- **WHAT TO DO**:
Copy out the entries below precisely; nothing is to be omitted.

Saved data entries
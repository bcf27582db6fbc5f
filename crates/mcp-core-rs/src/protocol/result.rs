use serde::{Deserialize, Serialize};

use crate::{Tool, content::Content, protocol::capabilities::ServerCapabilities};

#[derive(Debug, Serialize, Deserialize, Clone, PartialEq)]
#[serde(rename_all = "camelCase")]
pub struct InitializeResult {
    pub protocol_version: String,
    pub capabilities: ServerCapabilities,
    pub server_info: Implementation,
    #[serde(skip_serializing_if = "Option::is_none")]
    pub instructions: Option<String>,
}

#[derive(Debug, Serialize, Deserialize, Clone, PartialEq)]
pub struct Implementation {
    pub name: String,
    pub version: String,
}

#[derive(Debug, Serialize, Deserialize, Clone, PartialEq)]
#[serde(rename_all = "camelCase")]
pub struct ListToolsResult {
    pub tools: Vec<Tool>,
    #[serde(skip_serializing_if = "Option::is_none")]
    pub next_cursor: Option<String>,
}

#[derive(Debug, Serialize, Deserialize, Clone, PartialEq)]
#[serde(rename_all = "camelCase")]
pub struct CallToolResult {
    pub content: Vec<Content>,
    #[serde(skip_serializing_if = "Option::is_none")]
    pub is_error: Option<bool>,
}

#[derive(Debug, Serialize, Deserialize)]
pub struct EmptyResult {}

- **RESPONSE**:
repository bcf27582db6fbc5f
filename crates/mcp-core-rs/src/protocol/result.rs
use serde::{Deserialize, Serialize};

use crate::{Tool, content::Content, protocol::capabilities::ServerCapabilities};

#[derive(Debug, Serialize, Deserialize, Clone, PartialEq)]
#[serde(rename_all = "camelCase")]
pub struct InitializeResult {
    pub protocol_version: String,
    pub capabilities: ServerCapabilities,
    pub server_info: Implementation,
    #[serde(skip_serializing_if = "Option::is_none")]
    pub instructions: Option<String>,
}

#[derive(Debug, Serialize, Deserialize, Clone, PartialEq)]
pub struct Implementation {
    pub name: String,
    pub version: String,
}

#[derive(Debug, Serialize, Deserialize, Clone, PartialEq)]
#[serde(rename_all = "camelCase")]
pub struct ListToolsResult {
    pub tools: Vec<Tool>,
    #[serde(skip_serializing_if = "Option::is_none")]
    pub next_cursor: Option<String>,
}

#[derive(Debug, Serialize, Deserialize, Clone, PartialEq)]
#[serde(rename_all = "camelCase")]
pub struct CallToolResult {
    pub content: Vec<Content>,
    #[serde(skip_serializing_if = "Option::is_none")]
    pub is_error: Option<bool>,
}

#[derive(Debug, Serialize, Deserialize)]
pub struct EmptyResult {}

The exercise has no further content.